The widespread availability of digital technologies for consumer markets has radically increased the capacity for mass digital-image production, storage and dissemination. This potential for unlimited image proliferation drives the Digital Slum both conceptually and physically. For one aspect of the project, Böhm, Pizzaroni and Scheppe have focused on amassing images of cities around the world through a daily practice of taking photos and publishing them on the web. Using the camera as a digital notebook, they record singular elements from the barrage of sensory information in the city. This array of informal and empirical photographs demonstrates the distinction between an unconscious visualization of singularities and an intelligent perception of generality. Within this expanding visual dictionary, reoccurrences and types emerge, suggesting patterns and structure in the seemingly chaotic urban flux.

Endcommercial® is a representative taxonomy of these urban elements. Drawing on different methods of scientific classification, these typologies are ordered into a hierarchical system of three main categories, nine subcategories and 32 chapters. Though the structure of

classification appears rigorous, and is illustrated with a diagram that resembles the periodic table, the content of the categories is often poetic or open ended. While the main categories are general concepts ­ System, Order and Identity ­ the chapters illustrate a higher level of both specificity and whimsy ­ A Barrier (A is for Barricade: Control); Misspelling (Instant Corporate Identity: Dysfunctional Speech Act) and Street Vendors (Trade Route: Commerce), etc. The subjective nature of some of these categories also suggests the possibly of infinite recategorizations and reinterpretations of the original data.

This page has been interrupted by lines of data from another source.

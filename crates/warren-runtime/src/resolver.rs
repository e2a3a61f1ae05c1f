//! 递归服务解析器
//!
//! 按名称加载服务：定位加载器、确定创建策略、合并配置、深度优先
//! 解析依赖闭包（带循环检测）、调用创建能力并把结果写入容器的
//! 服务表。所有失败立即向上传播，不重试、不回滚。

use crate::arena::{ContainerArena, ContainerId};
use crate::container::Container;
use futures::future::BoxFuture;
use std::sync::Arc;
use tracing::info;
use warren_core::{
    defaults_deep, DependencyError, DependencyResult, ForkBehavior, LogCallback, ServiceContext,
    ServiceInstance, ServiceLoader, ServiceProvider, CREATE_CAPABILITY,
};

/// 创建策略
///
/// 每次加载调用只确定一次，取代对能力值形态的反复分支判断
#[derive(Debug, Clone, PartialEq, Eq)]
enum CreationStrategy {
    /// 调用指定名称的能力
    Direct(String),
    /// 强制调用 `create`
    AlwaysCreate,
    /// 跳过创建，服务保持未设置状态
    Skip,
    /// 父容器已解析该服务时原样复用，否则调用 `create`
    InheritFromParent,
}

/// 从分叉行为映射创建策略
///
/// 普通模式恒为 `create`；分叉模式由加载器的分叉声明决定
fn resolve_strategy(
    loader: &ServiceLoader,
    fork_mode: bool,
    service_name: &str,
) -> DependencyResult<CreationStrategy> {
    // create 能力始终是必需的，即使分叉声明指向其它能力
    if !loader.has_capability(CREATE_CAPABILITY) {
        return Err(DependencyError::capability_not_found(
            CREATE_CAPABILITY,
            service_name,
        ));
    }

    if !fork_mode {
        return Ok(CreationStrategy::Direct(CREATE_CAPABILITY.to_string()));
    }

    match loader.fork() {
        ForkBehavior::Inherit => Ok(CreationStrategy::InheritFromParent),
        ForkBehavior::Create => Ok(CreationStrategy::AlwaysCreate),
        ForkBehavior::Skip => Ok(CreationStrategy::Skip),
        ForkBehavior::Capability(name) => {
            if !loader.has_capability(name) {
                return Err(DependencyError::capability_not_found(name, service_name));
            }
            Ok(CreationStrategy::Direct(name.clone()))
        }
    }
}

/// 调用加载器的指定能力
async fn invoke_capability(
    loader: &Arc<ServiceLoader>,
    capability: &str,
    ctx: ServiceContext,
    service_name: &str,
) -> DependencyResult<Option<ServiceInstance>> {
    let factory = loader
        .capability(capability)
        .cloned()
        .ok_or_else(|| DependencyError::capability_not_found(capability, service_name))?;

    factory
        .invoke(ctx)
        .await
        .map_err(|source| DependencyError::creation_failed(service_name, source))
}

/// 递归加载服务（内部入口，不获取解析守卫）
///
/// 同一逻辑解析链通过这里递归；守卫只在顶层公共入口获取一次
pub(crate) fn load_service_inner<'a>(
    arena: &'a Arc<ContainerArena>,
    id: ContainerId,
    service_name: &'a str,
    fork_mode: bool,
    dependency_stack: &'a mut Vec<String>,
) -> BoxFuture<'a, DependencyResult<()>> {
    Box::pin(async move {
        if service_name.is_empty() {
            return Err(DependencyError::InvalidServiceName);
        }

        let (container_name, log, parent) = arena
            .with_node(id, |node| {
                (node.name.clone(), node.log.clone(), node.parent)
            })
            .ok_or_else(|| DependencyError::invalid_container("容器节点不存在"))?;

        // 幂等：已解析的名称（含显式空值）直接返回，不再触发创建
        let already_resolved = arena
            .with_node(id, |node| node.services.contains_key(service_name))
            .unwrap_or(false);
        if already_resolved {
            return Ok(());
        }

        let loader = arena
            .with_node(id, |node| {
                node.schema
                    .get(&node.name)
                    .map(|schema| schema.find_loader(service_name).cloned())
            })
            .ok_or_else(|| DependencyError::invalid_container("容器节点不存在"))?
            .ok_or_else(|| {
                DependencyError::invalid_container(format!(
                    "容器模式中缺少 \"{container_name}\" 条目"
                ))
            })?
            .ok_or_else(|| DependencyError::loader_not_found(service_name))?;

        let strategy = resolve_strategy(&loader, fork_mode, service_name)?;

        // 尽力而为的日志，从不阻塞解析
        if let Some(log) = &log {
            emit_log(log, service_name, &container_name);
        }
        info!("加载服务: {} (容器: {})", service_name, container_name);

        // 配置合并：模式条目的值优先，加载器默认值填充空缺；
        // 合并结果写回本容器的模式条目，供同一容器的后续解析使用
        let config_snapshot = arena
            .with_node_mut(id, |node| {
                let own_name = node.name.clone();
                let Some(schema) = node.schema.get_mut(&own_name) else {
                    return loader.config().clone();
                };
                match schema.config.get_mut(service_name) {
                    Some(entry) => {
                        defaults_deep(entry, loader.config());
                        entry.clone()
                    }
                    None => loader.config().clone(),
                }
            })
            .ok_or_else(|| DependencyError::invalid_container("容器节点不存在"))?;

        // 依赖按声明顺序深度优先解析，全部先于自身创建完成
        for dependency in loader.requires().as_slice() {
            let present = arena
                .with_node(id, |node| node.services.contains_key(dependency))
                .unwrap_or(false);
            if present {
                continue;
            }

            if dependency_stack.iter().any(|name| name == dependency) {
                return Err(DependencyError::circular_dependency(
                    service_name,
                    dependency,
                ));
            }

            dependency_stack.push(dependency.clone());
            let result =
                load_service_inner(arena, id, dependency, fork_mode, dependency_stack).await;
            dependency_stack.pop();
            result?;
        }

        // 按策略实例化
        let provider: Arc<dyn ServiceProvider> =
            Arc::new(Container::from_parts(Arc::clone(arena), id));
        let ctx = ServiceContext::new(provider, service_name, config_snapshot);

        let outcome: Option<Option<ServiceInstance>> = match &strategy {
            CreationStrategy::Direct(capability) => {
                Some(invoke_capability(&loader, capability, ctx, service_name).await?)
            }
            CreationStrategy::AlwaysCreate => {
                Some(invoke_capability(&loader, CREATE_CAPABILITY, ctx, service_name).await?)
            }
            CreationStrategy::Skip => None,
            CreationStrategy::InheritFromParent => {
                let inherited = parent.and_then(|parent_id| {
                    arena
                        .with_node(parent_id, |node| node.services.get(service_name).cloned())
                        .flatten()
                });
                match inherited {
                    // 父容器的条目原样复用，显式空值同样继承
                    Some(entry) => Some(entry),
                    None => Some(
                        invoke_capability(&loader, CREATE_CAPABILITY, ctx, service_name).await?,
                    ),
                }
            }
        };

        // 结果写入服务表；创建返回的空缺归一化为显式空值条目
        if let Some(entry) = outcome {
            arena
                .with_node_mut(id, |node| {
                    node.services.insert(service_name.to_string(), entry);
                })
                .ok_or_else(|| DependencyError::invalid_container("容器节点不存在"))?;
        }

        Ok(())
    })
}

/// 通过注入的回调输出日志
fn emit_log(log: &LogCallback, service_name: &str, container_name: &str) {
    log(&format!(
        "正在从容器 \"{container_name}\" 加载服务 \"{service_name}\"..."
    ));
}

/// 供分叉与根构建循环使用：容器的服务表是否已有该名称
pub(crate) fn service_present(
    arena: &Arc<ContainerArena>,
    id: ContainerId,
    service_name: &str,
) -> bool {
    arena
        .with_node(id, |node| node.services.contains_key(service_name))
        .unwrap_or(false)
}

Although, New York was the primary site of research for Endcom-mercial®, this lexicon of images illustrates phenomena that could exist anywhere: folding tables and blankets become temporary shops for street vendors, plastic bags indicate broken parking meters and empty shops anticipate future development. Through empirical and visual means, EndCommercial® unveils the contradictions and co-existence of different social and economic forces shaping urban life.